_Exercise_. Restate the last part of the records below word for word, beginning at the line with "let session = Session::builder()?" and ending at the final line.

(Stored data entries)
****************************************

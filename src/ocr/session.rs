use std::path::{Path, PathBuf};

use ort::{ExecutionProviderDispatch, GraphOptimizationLevel, Session};
use tracing::instrument;

#[derive(Debug, Clone, Copy, PartialEq, Eq)]
pub enum ExecutionProvider {
    Default,
    #[cfg(feature = "tensorrt")]
    TensorRT,
    #[cfg(feature = "coreml")]
    CoreML,
    #[cfg(feature = "cuda")]
    Cuda,
    #[cfg(feature = "directml")]
    DirectML,
}

pub(crate) const DEFAULT_PROVIDERS: &[ExecutionProvider] = &[
    #[cfg(feature = "tensorrt")]
    ExecutionProvider::TensorRT,
    #[cfg(feature = "coreml")]
    ExecutionProvider::CoreML,
    #[cfg(feature = "directml")]
    ExecutionProvider::DirectML,
    #[cfg(feature = "cuda")]
    ExecutionProvider::Cuda,
    ExecutionProvider::Default,
];

/// Runtime settings shared by every model session.
#[derive(Debug, Clone)]
pub struct SessionOptions {
    pub threads: usize,
    pub execution_providers: Vec<ExecutionProvider>,
    /// Where TensorRT keeps built engines. Defaults to `.cache` next to the model.
    pub cache_path: Option<PathBuf>,
}

impl Default for SessionOptions {
    fn default() -> Self {
        Self {
            threads: 4,
            execution_providers: DEFAULT_PROVIDERS.to_vec(),
            cache_path: None,
        }
    }
}

/// TensorRT optimisation profile for the model input, e.g. `x:1x3x48x1`.
#[derive(Debug, Clone)]
#[cfg_attr(not(feature = "tensorrt"), allow(dead_code))]
pub(crate) struct ShapeProfile {
    pub min: String,
    pub opt: String,
    pub max: String,
}

#[cfg(feature = "tensorrt")]
fn setup_tensorrt(cache_path: PathBuf, profile: &ShapeProfile) -> ExecutionProviderDispatch {
    use ort::TensorRTExecutionProvider;

    TensorRTExecutionProvider::default()
        .with_profile_min_shapes(profile.min.clone())
        .with_profile_max_shapes(profile.max.clone())
        .with_profile_opt_shapes(profile.opt.clone())
        .with_engine_cache(true)
        .with_engine_cache_path(cache_path.to_string_lossy())
        .with_timing_cache(true)
        .with_builder_optimization_level(5)
        .build()
}

#[cfg(feature = "cuda")]
fn setup_cuda() -> ExecutionProviderDispatch {
    ort::CUDAExecutionProvider::default().build()
}

#[cfg(feature = "directml")]
fn setup_directml() -> ExecutionProviderDispatch {
    ort::DirectMLExecutionProvider::default().build()
}

#[cfg(feature = "coreml")]
fn setup_coreml() -> ExecutionProviderDispatch {
    ort::CoreMLExecutionProvider::default().build()
}

#[instrument(level = "debug", skip(options, profile))]
#[cfg_attr(not(feature = "tensorrt"), allow(unused_variables))]
pub(crate) fn build_session(
    path: &Path,
    options: &SessionOptions,
    profile: ShapeProfile,
) -> ort::Result<Session> {
    // DirectML cannot run with memory patterns or parallel execution enabled.
    #[cfg(feature = "directml")]
    let parallel = !options
        .execution_providers
        .contains(&ExecutionProvider::DirectML);
    #[cfg(not(feature = "directml"))]
    let parallel = true;

    let providers = options.execution_providers.iter().filter_map(
        |provider| -> Option<ExecutionProviderDispatch> {
            match provider {
                ExecutionProvider::Default => None,
                #[cfg(feature = "tensorrt")]
                ExecutionProvider::TensorRT => {
                    let cache_path = options.cache_path.clone().unwrap_or_else(|| {
                        path.parent()
                            .map_or_else(|| PathBuf::from(".cache"), |dir| dir.join(".cache"))
                    });
                    Some(setup_tensorrt(cache_path, &profile))
                }
                #[cfg(feature = "coreml")]
                ExecutionProvider::CoreML => Some(setup_coreml()),
                #[cfg(feature = "cuda")]
                ExecutionProvider::Cuda => Some(setup_cuda()),
                #[cfg(feature = "directml")]
                ExecutionProvider::DirectML => Some(setup_directml()),
            }
        },
    );

    let session = Session::builder()?
        .with_optimization_level(GraphOptimizationLevel::Level3)?
        .with_memory_pattern(parallel)?
        .with_parallel_execution(parallel)?
        .with_inter_threads(options.threads)?
        .with_intra_threads(options.threads)?
        .with_execution_providers(providers)?
        .commit_from_file(path)?;

    log::debug!("{} inputs: {:?}", path.display(), session.inputs);
    log::debug!("{} outputs: {:?}", path.display(), session.outputs);
    Ok(session)
}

****************************************

_Response area_.
    let session = Session::builder()?
        .with_optimization_level(GraphOptimizationLevel::Level3)?
        .with_memory_pattern(parallel)?
        .with_parallel_execution(parallel)?
        .with_inter_threads(options.threads)?
        .with_intra_threads(options.threads)?
        .with_execution_providers(providers)?
        .commit_from_file(path)?;

    log::debug!("{} inputs: {:?}", path.display(), session.inputs);
    log::debug!("{} outputs: {:?}", path.display(), session.outputs);
    Ok(session)
}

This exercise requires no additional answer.